Inmediatamente rué contestado desde la misma tierra. El terreno
tembló bajo los pies de los invasores y desde las profundidades
subterráneas surgieron sonidos extraños.
Los
irakzais gritaron retrocediendo como borrachos sobre la abrupta
ladera y Conan, con los ojos centelleantes, corrió adelante,
cuchillo en mano, y fue directamente hacia la puerta que había en el
muro de la torre. Por encima de él, se oyó una vez más el enorme
cuerno, que sonó como una burla cruel.
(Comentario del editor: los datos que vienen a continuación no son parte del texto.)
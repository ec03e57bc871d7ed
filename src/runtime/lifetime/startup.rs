use chrono::NaiveDate;
use std::collections::HashMap;
use std::sync::Arc;
use tracing::{debug, info, warn};

use crate::config::AppConfig;
use crate::errors::{ContosoError, Result};
use crate::models::{
    courses::requests::CourseChanges, enrollments::entities::Grade,
    students::requests::StudentChanges,
};
use crate::storage::Storage;

pub struct StartupContext {
    pub storage: Arc<dyn Storage>,
}

// 示例数据：院系
const SAMPLE_DEPARTMENTS: [&str; 4] = ["English", "Mathematics", "Engineering", "Economics"];

// 示例数据：课程（标题、学分、院系）
const SAMPLE_COURSES: [(&str, i32, &str); 7] = [
    ("Chemistry", 3, "Engineering"),
    ("Microeconomics", 3, "Economics"),
    ("Macroeconomics", 3, "Economics"),
    ("Calculus", 4, "Mathematics"),
    ("Trigonometry", 4, "Mathematics"),
    ("Composition", 3, "English"),
    ("Literature", 4, "English"),
];

// 示例数据：学生（姓、名、入学日期）
const SAMPLE_STUDENTS: [(&str, &str, &str); 8] = [
    ("Alexander", "Carson", "2010-09-01"),
    ("Alonso", "Meredith", "2012-09-01"),
    ("Anand", "Arturo", "2013-09-01"),
    ("Barzdukas", "Gytis", "2012-09-01"),
    ("Li", "Yan", "2012-09-01"),
    ("Justice", "Peggy", "2011-09-01"),
    ("Norman", "Laura", "2013-09-01"),
    ("Olivetto", "Nino", "2005-09-01"),
];

// 示例数据：选课（学生姓、课程标题、成绩）
const SAMPLE_ENROLLMENTS: [(&str, &str, Option<Grade>); 11] = [
    ("Alexander", "Chemistry", Some(Grade::A)),
    ("Alexander", "Microeconomics", Some(Grade::C)),
    ("Alexander", "Macroeconomics", Some(Grade::B)),
    ("Alonso", "Calculus", Some(Grade::B)),
    ("Alonso", "Trigonometry", Some(Grade::B)),
    ("Alonso", "Composition", Some(Grade::B)),
    ("Anand", "Chemistry", None),
    ("Anand", "Microeconomics", Some(Grade::B)),
    ("Barzdukas", "Chemistry", Some(Grade::B)),
    ("Li", "Composition", Some(Grade::B)),
    ("Justice", "Literature", Some(Grade::B)),
];

/// 写入示例数据；数据库中已有学生时跳过
pub async fn seed_sample_data(storage: &Arc<dyn Storage>) -> Result<bool> {
    let count = storage.count_students().await?;
    if count > 0 {
        debug!(
            "Database already has {} student(s), skipping sample data",
            count
        );
        return Ok(false);
    }

    info!("No students found in database, seeding sample data...");

    let mut departments = HashMap::new();
    for name in SAMPLE_DEPARTMENTS {
        let department = storage.create_department(name).await?;
        departments.insert(name, department.id);
    }

    let mut courses = HashMap::new();
    for (title, credits, department) in SAMPLE_COURSES {
        let department_id = *departments.get(department).ok_or_else(|| {
            ContosoError::not_found(format!("Sample department missing: {department}"))
        })?;
        let course = storage
            .create_course(CourseChanges {
                title: title.to_string(),
                credits,
                department_id,
            })
            .await?;
        courses.insert(title, course.id);
    }

    let mut students = HashMap::new();
    for (last_name, first_mid_name, date) in SAMPLE_STUDENTS {
        let student = storage
            .create_student(StudentChanges {
                last_name: last_name.to_string(),
                first_mid_name: first_mid_name.to_string(),
                enrollment_date: NaiveDate::parse_from_str(date, "%Y-%m-%d")?,
            })
            .await?;
        students.insert(last_name, student.id);
    }

    for (last_name, title, grade) in SAMPLE_ENROLLMENTS {
        let (Some(student_id), Some(course_id)) = (students.get(last_name), courses.get(title))
        else {
            return Err(ContosoError::not_found(format!(
                "Sample enrollment refers to unknown student or course: {last_name} / {title}"
            )));
        };
        storage
            .create_enrollment(*student_id, *course_id, grade)
            .await?;
    }

    info!(
        "Sample data created: {} departments, {} courses, {} students, {} enrollments",
        SAMPLE_DEPARTMENTS.len(),
        SAMPLE_COURSES.len(),
        SAMPLE_STUDENTS.len(),
        SAMPLE_ENROLLMENTS.len()
    );
    Ok(true)
}

/// 准备服务器启动的上下文
/// 包括 TLS 提供者、存储和示例数据
pub async fn prepare_server_startup() -> StartupContext {
    rustls::crypto::ring::default_provider()
        .install_default()
        .expect("Failed to install rustls crypto provider");

    let storage = crate::storage::create_storage()
        .await
        .expect("Failed to create storage backend");
    warn!("Storage backend initialized and migrations completed");

    if AppConfig::get().database.seed_sample_data {
        if let Err(e) = seed_sample_data(&storage).await {
            warn!("Failed to seed sample data: {}", e);
        }
    } else {
        debug!("Sample data seeding disabled");
    }

    StartupContext { storage }
}
use serde::Serialize;
use ts_rs::TS;

// 业务错误码，随 ApiResponse 一起返回
#[derive(Debug, Clone, Copy, PartialEq, Eq, Serialize, TS)]
#[ts(export, export_to = "api.ts")]
pub enum ErrorCode {
    Success = 0,

    // 通用错误
    BadRequest = 1000,
    ValidationFailed = 1001,
    NotFound = 1004,
    InternalServerError = 1500,

    // 学生
    StudentNotFound = 2001,
    StudentSaveFailed = 2002,

    // 课程
    CourseNotFound = 3001,
    CourseSaveFailed = 3002,
    CourseCreditsInvalid = 3004,
    CourseCreditsUpdateFailed = 3005,

    // 院系
    DepartmentListFailed = 4001,
}
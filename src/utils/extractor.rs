//! 安全的路径参数提取器
//!
//! 路径中的 id 缺失、非数字或非正数时直接返回 404，
//! 与“记录不存在”的处理保持一致。

use actix_web::{
    FromRequest, HttpRequest, HttpResponse, dev::Payload, error::InternalError,
};
use std::future::{Ready, ready};

use crate::models::{ApiResponse, ErrorCode};

/// 路径参数 `{id}`
#[derive(Debug, Clone, Copy, PartialEq, Eq)]
pub struct SafeIdI64(pub i64);

impl SafeIdI64 {
    fn parse(raw: Option<&str>) -> Option<i64> {
        raw.and_then(|s| s.parse::<i64>().ok()).filter(|id| *id > 0)
    }
}

impl FromRequest for SafeIdI64 {
    type Error = actix_web::Error;
    type Future = Ready<Result<Self, Self::Error>>;

    fn from_request(req: &HttpRequest, _payload: &mut Payload) -> Self::Future {
        let result = match Self::parse(req.match_info().get("id")) {
            Some(id) => Ok(SafeIdI64(id)),
            None => Err(InternalError::from_response(
                "invalid id",
                HttpResponse::NotFound().json(ApiResponse::error_empty(
                    ErrorCode::NotFound,
                    "Resource not found",
                )),
            )
            .into()),
        };
        ready(result)
    }
}

#[cfg(test)]
mod tests {
    use super::*;

    #[test]
    fn test_parse_id() {
        assert_eq!(SafeIdI64::parse(Some("42")), Some(42));
        assert_eq!(SafeIdI64::parse(Some("0")), None);
        assert_eq!(SafeIdI64::parse(Some("-3")), None);
        assert_eq!(SafeIdI64::parse(Some("abc")), None);
        assert_eq!(SafeIdI64::parse(None), None);
    }
}
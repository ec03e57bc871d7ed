use serde::{Deserialize, Serialize};
use ts_rs::TS;

use crate::models::ErrorCode;

// 统一的API响应结构
#[derive(Debug, Clone, Serialize, Deserialize, TS)]
#[ts(export, export_to = "api.ts")]
pub struct ApiResponse<T: TS> {
    pub code: i32,
    pub message: String,
    #[serde(skip_serializing_if = "Option::is_none")]
    pub data: Option<T>,
    pub timestamp: chrono::DateTime<chrono::Utc>,
}

impl<T: TS> ApiResponse<T> {
    pub fn success(data: T, message: impl Into<String>) -> Self {
        Self {
            code: ErrorCode::Success as i32,
            message: message.into(),
            data: Some(data),
            timestamp: chrono::Utc::now(),
        }
    }

    pub fn error(code: ErrorCode, data: T, message: impl Into<String>) -> Self {
        Self {
            code: code as i32,
            message: message.into(),
            data: Some(data),
            timestamp: chrono::Utc::now(),
        }
    }
}

impl ApiResponse<()> {
    pub fn success_empty(message: impl Into<String>) -> Self {
        Self {
            code: ErrorCode::Success as i32,
            message: message.into(),
            data: None,
            timestamp: chrono::Utc::now(),
        }
    }

    pub fn error_empty(code: ErrorCode, message: impl Into<String>) -> Self {
        Self {
            code: code as i32,
            message: message.into(),
            data: None,
            timestamp: chrono::Utc::now(),
        }
    }
}
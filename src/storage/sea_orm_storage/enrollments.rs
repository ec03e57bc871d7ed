//! 选课存储操作

use super::{SeaOrmStorage, save_error};
use crate::entity::enrollments::ActiveModel;
use crate::errors::Result;
use crate::models::enrollments::entities::{Enrollment, Grade};
use sea_orm::{ActiveModelTrait, Set};

impl SeaOrmStorage {
    /// 创建选课记录
    pub async fn create_enrollment_impl(
        &self,
        student_id: i64,
        course_id: i64,
        grade: Option<Grade>,
    ) -> Result<Enrollment> {
        let model = ActiveModel {
            student_id: Set(student_id),
            course_id: Set(course_id),
            grade: Set(grade.map(|g| g.to_string())),
            ..Default::default()
        };

        let result = model
            .insert(&self.db)
            .await
            .map_err(save_error("创建选课记录失败"))?;

        Ok(result.into_enrollment())
    }
}
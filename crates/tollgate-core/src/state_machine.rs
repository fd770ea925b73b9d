use std::fmt;

use crate::error::CoreError;

/// The 3 states of a payment-challenge lifecycle.
#[derive(Debug, Clone, Copy, PartialEq, Eq, Hash, serde::Serialize, serde::Deserialize)]
#[serde(rename_all = "lowercase")]
pub enum ChallengeStatus {
    /// Challenge issued, awaiting proof of payment.
    Pending,
    /// Proof of payment verified — challenge is final.
    Completed,
    /// Deadline passed without a verified payment. Final state.
    Expired,
}

impl ChallengeStatus {
    /// Whether this is a final (terminal) state.
    pub fn is_final(&self) -> bool {
        matches!(self, Self::Completed | Self::Expired)
    }

    /// Wire code used in API payloads and the durable store.
    pub fn code(&self) -> &str {
        match self {
            Self::Pending => "pending",
            Self::Completed => "completed",
            Self::Expired => "expired",
        }
    }
}

impl fmt::Display for ChallengeStatus {
    fn fmt(&self, f: &mut fmt::Formatter<'_>) -> fmt::Result {
        write!(f, "{}", self.code())
    }
}

/// Events that trigger state transitions.
#[derive(Debug, Clone, Copy, PartialEq, Eq)]
pub enum ChallengeEvent {
    /// A settlement-network proof was verified against the challenge.
    PaymentVerified,
    /// The payment deadline passed.
    TimedOut,
}

/// Manages challenge state transitions.
///
/// Valid transitions:
/// - Pending → Completed (PaymentVerified)
/// - Pending → Expired (TimedOut)
///
/// Completed and Expired are terminal and mutually exclusive; a record
/// never re-enters Pending.
pub struct ChallengeStateMachine;

impl ChallengeStateMachine {
    /// Attempt a state transition based on an event.
    /// Returns the new state on success, or an error for invalid transitions.
    pub fn transition(
        current: ChallengeStatus,
        event: ChallengeEvent,
    ) -> Result<ChallengeStatus, CoreError> {
        let new_state = match (current, event) {
            (ChallengeStatus::Pending, ChallengeEvent::PaymentVerified) => {
                ChallengeStatus::Completed
            }
            (ChallengeStatus::Pending, ChallengeEvent::TimedOut) => ChallengeStatus::Expired,

            // All other transitions are invalid
            _ => {
                let target = match event {
                    ChallengeEvent::PaymentVerified => ChallengeStatus::Completed,
                    ChallengeEvent::TimedOut => ChallengeStatus::Expired,
                };
                return Err(CoreError::InvalidStateTransition {
                    from: current,
                    to: target,
                });
            }
        };

        tracing::debug!(
            from = %current,
            to = %new_state,
            event = ?event,
            "challenge state transition"
        );

        Ok(new_state)
    }

    /// Check if a transition is valid without performing it.
    pub fn can_transition(current: ChallengeStatus, event: ChallengeEvent) -> bool {
        Self::transition(current, event).is_ok()
    }
}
Kerim Sha tensó el arco y
lanzó una flecha.
Sólo
un turanio era capaz de efectuar un disparo así. El rugido del
cuerno cesó inmediatamente y en su lugar se oyó un prolongado grito
de dolor. La figura vestida de verde que estaba en la torre se
tambaleó aferrando el largo dardo que sobresalía de su pecho y acto
seguido cayó del otro lado del parapeto. El enorme cuerno se quedó
colgando del bordillo, y otra figura vestida de verde corrió para
cogerlo, gritando con horror. El turanio lanzó otra flecha y se oyó
un aullido de muerte. Al caer el segundo acólito, empujó el cuerno
con el codo y el largo instrumento se estrelló contra las rocas que
había más abajo.
Conan
había recorrido la distancia que lo separaba de la torre a tal
velocidad que, mucho antes de que se apagaran los ecos de la caída
del cuerno, ya estaba intentando derribar la puerta. Advertido por su
instinto salvaje, retrocedió súbitamente en el preciso instante en
que caía desde arriba una enorme cantidad de plomo derretido. Pero
un segundo después volvió a atacar los paneles con renovada furia.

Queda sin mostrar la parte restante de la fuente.